From October 2005 to December 2008 he was chief executive officer of Fairfax Media, the publisher of The Sydney Morning Herald, The Age and The Australian Financial Review in Australia; and The Dominion Post and The Christchurch Press in New Zealand. On occasions he wrote articles for Fairfax, commentating on rugby when journalists were on strike.

His most recent involvement with rugby came in late 2009, when he led an independent arbitration panel appointed by SANZAR to settle an impasse between its three member unions (South Africa, New Zealand and Australia) over whether the planned 15th franchise in the Super Rugby competition would be awarded to Australia or South Africa, Ultimately, Melbourne was chosen and began play in 2011.

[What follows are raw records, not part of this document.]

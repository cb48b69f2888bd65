//! Match statistics tracking and persistence.
//!
//! This module tracks the results of engine-versus-random matches:
//! - Game counts and outcomes
//! - Search performance per engine move
//! - Game length and timing
//!
//! A snapshot can be written to a JSON file for later comparison.

use anyhow::{Context, Result};
use game_board::Outcome;
use serde::{Deserialize, Serialize};
use std::fs;
use std::io::Write;
use std::path::{Path, PathBuf};
use std::time::Instant;
use tracing::{debug, warn};

/// Result of a single game, as reported by the match runner.
#[derive(Debug, Clone, Serialize, Deserialize)]
pub struct GameRecord {
    /// Forbidden cell used for this game
    pub forbidden: Option<(usize, usize)>,
    /// Whether the engine made the first move
    pub engine_first: bool,
    /// Total moves by both sides
    pub moves: u32,
    /// Moves chosen by the engine
    pub engine_moves: u32,
    /// Search cycles summed over the engine's moves
    pub engine_cycles: u64,
    /// Final outcome, computer = engine
    pub outcome: Outcome,
}

/// Aggregated match statistics.
#[derive(Debug)]
pub struct MatchStats {
    games_completed: u32,
    engine_wins: u32,
    random_wins: u32,
    ties: u32,
    total_moves: u64,
    engine_moves: u64,
    engine_cycles: u64,
    start_time: Instant,
}

/// Serializable stats for JSON output.
#[derive(Debug, Serialize, Deserialize)]
pub struct MatchStatsSnapshot {
    pub games_completed: u32,
    pub engine_wins: u32,
    pub random_wins: u32,
    pub ties: u32,
    pub engine_win_rate: f64,
    pub avg_game_length: f64,
    pub avg_cycles_per_move: f64,
    pub runtime_seconds: f64,
    pub timestamp: u64,
}

impl MatchStats {
    /// Create new stats tracker.
    pub fn new() -> Self {
        Self {
            games_completed: 0,
            engine_wins: 0,
            random_wins: 0,
            ties: 0,
            total_moves: 0,
            engine_moves: 0,
            engine_cycles: 0,
            start_time: Instant::now(),
        }
    }

    /// Record a completed game.
    pub fn record_game(&mut self, game: &GameRecord) {
        self.games_completed += 1;
        self.total_moves += game.moves as u64;
        self.engine_moves += game.engine_moves as u64;
        self.engine_cycles += game.engine_cycles;

        match game.outcome {
            Outcome::ComputerWin => self.engine_wins += 1,
            Outcome::PlayerWin => self.random_wins += 1,
            Outcome::Tie => self.ties += 1,
            Outcome::Ongoing => warn!("Recorded a game that never finished"),
        }
    }

    /// Get a snapshot of current stats.
    pub fn snapshot(&self) -> MatchStatsSnapshot {
        let games = self.games_completed;
        let runtime = self.start_time.elapsed().as_secs_f64();

        let engine_win_rate = if games > 0 {
            self.engine_wins as f64 / games as f64
        } else {
            0.0
        };

        let avg_game_length = if games > 0 {
            self.total_moves as f64 / games as f64
        } else {
            0.0
        };

        let avg_cycles_per_move = if self.engine_moves > 0 {
            self.engine_cycles as f64 / self.engine_moves as f64
        } else {
            0.0
        };

        MatchStatsSnapshot {
            games_completed: games,
            engine_wins: self.engine_wins,
            random_wins: self.random_wins,
            ties: self.ties,
            engine_win_rate,
            avg_game_length,
            avg_cycles_per_move,
            runtime_seconds: runtime,
            timestamp: std::time::SystemTime::now()
                .duration_since(std::time::UNIX_EPOCH)
                .map(|d| d.as_secs())
                .unwrap_or(0),
        }
    }
}

impl Default for MatchStats {
    fn default() -> Self {
        Self::new()
    }
}

/// Write a snapshot to a JSON file (atomic write-then-rename).
pub fn write_stats(snapshot: &MatchStatsSnapshot, path: &Path) -> Result<()> {
    let json = serde_json::to_string_pretty(snapshot).context("Failed to serialize match stats")?;

    // Write to temp file then rename (atomic on most filesystems)
    let mut temp_path = PathBuf::from(path);
    temp_path.set_extension("json.tmp");
    let mut file = fs::File::create(&temp_path)
        .with_context(|| format!("Failed to create temp stats file {}", temp_path.display()))?;
    file.write_all(json.as_bytes())
        .with_context(|| format!("Failed to write match stats to {}", temp_path.display()))?;
    drop(file);

    if let Err(e) = fs::rename(&temp_path, path) {
        let _ = fs::remove_file(&temp_path);
        return Err(e).with_context(|| format!("Failed to rename stats file to {}", path.display()));
    }

    debug!("Wrote match stats to {}", path.display());
    Ok(())
}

On 24 October 2011, Kirk was inducted into the IRB Hall of Fame alongside all other Rugby World Cup-winning captains and head coaches from the tournament's inception in 1987 through to 2007 (minus the previously inducted John Eales).

Kirk was a member of the Lord Howe Island Board, having been appointed by the NSW Minister for the Environment as the representative of business and tourism on the board, a specified position on the board. He was appointed on 27 November 2018 and served until 26 November 2021.

===Current business roles===
- Chairman of the Board at Trade Me Group.
- Director of a number of Forsyth Barr Ltd
- Kirk has been the chairman of KMD Brands since 2014. He will step down in 2026.